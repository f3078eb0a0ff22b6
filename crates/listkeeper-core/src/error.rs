//! Error taxonomy for list operations.
//!
//! Every variant is recovered at the engine boundary and turned into a
//! user-visible message; none of these abort the process. The `Display`
//! text is what the user sees in the channel.

use thiserror::Error;

/// Why a list operation could not be completed.
#[derive(Debug, Error)]
pub enum ListError {
    /// A list was named explicitly but doesn't exist in this scope.
    #[error("list \"{0}\" does not exist here")]
    NotFound(String),

    /// `create` collided with an existing list name.
    #[error("list \"{0}\" already exists here")]
    AlreadyExists(String),

    /// No list was named and the scope has none at all.
    #[error("there are no lists in this channel yet — try /create")]
    NoListsExist,

    /// No list was named and the scope has several; the resolver never guesses.
    #[error("several lists exist here ({}) — please name one", .0.join(", "))]
    AmbiguousSelection(Vec<String>),

    /// A required argument was missing or empty.
    #[error("{0}")]
    InvalidArgument(String),

    /// Delete confirmation timed out or the reply didn't match.
    #[error("deletion cancelled — \"{0}\" was not touched")]
    Cancelled(String),

    /// The record file could not be read or written.
    #[error("storage error: {0}")]
    Storage(#[from] std::io::Error),
}

#[cfg(test)]
mod tests {
    use super::*;

    #[test]
    fn test_not_found_message() {
        let err = ListError::NotFound("groceries".into());
        assert_eq!(err.to_string(), "list \"groceries\" does not exist here");
    }

    #[test]
    fn test_ambiguous_lists_candidates() {
        let err = ListError::AmbiguousSelection(vec!["a".into(), "b".into()]);
        let msg = err.to_string();
        assert!(msg.contains("a, b"));
        assert!(msg.contains("name one"));
    }

    #[test]
    fn test_storage_from_io() {
        let io = std::io::Error::new(std::io::ErrorKind::PermissionDenied, "nope");
        let err: ListError = io.into();
        assert!(matches!(err, ListError::Storage(_)));
    }
}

● PROBLEM TO WORK ON:
All the material above should be copied word for word.

● FINISHED TASK:
repository f3078eb0a0ff22b6
filename crates/listkeeper-core/src/error.rs
//! Error taxonomy for list operations.
//!
//! Every variant is recovered at the engine boundary and turned into a
//! user-visible message; none of these abort the process. The `Display`
//! text is what the user sees in the channel.

use thiserror::Error;

/// Why a list operation could not be completed.
#[derive(Debug, Error)]
pub enum ListError {
    /// A list was named explicitly but doesn't exist in this scope.
    #[error("list \"{0}\" does not exist here")]
    NotFound(String),

    /// `create` collided with an existing list name.
    #[error("list \"{0}\" already exists here")]
    AlreadyExists(String),

    /// No list was named and the scope has none at all.
    #[error("there are no lists in this channel yet — try /create")]
    NoListsExist,

    /// No list was named and the scope has several; the resolver never guesses.
    #[error("several lists exist here ({}) — please name one", .0.join(", "))]
    AmbiguousSelection(Vec<String>),

    /// A required argument was missing or empty.
    #[error("{0}")]
    InvalidArgument(String),

    /// Delete confirmation timed out or the reply didn't match.
    #[error("deletion cancelled — \"{0}\" was not touched")]
    Cancelled(String),

    /// The record file could not be read or written.
    #[error("storage error: {0}")]
    Storage(#[from] std::io::Error),
}

#[cfg(test)]
mod tests {
    use super::*;

    #[test]
    fn test_not_found_message() {
        let err = ListError::NotFound("groceries".into());
        assert_eq!(err.to_string(), "list \"groceries\" does not exist here");
    }

    #[test]
    fn test_ambiguous_lists_candidates() {
        let err = ListError::AmbiguousSelection(vec!["a".into(), "b".into()]);
        let msg = err.to_string();
        assert!(msg.contains("a, b"));
        assert!(msg.contains("name one"));
    }

    #[test]
    fn test_storage_from_io() {
        let io = std::io::Error::new(std::io::ErrorKind::PermissionDenied, "nope");
        let err: ListError = io.into();
        assert!(matches!(err, ListError::Storage(_)));
    }
}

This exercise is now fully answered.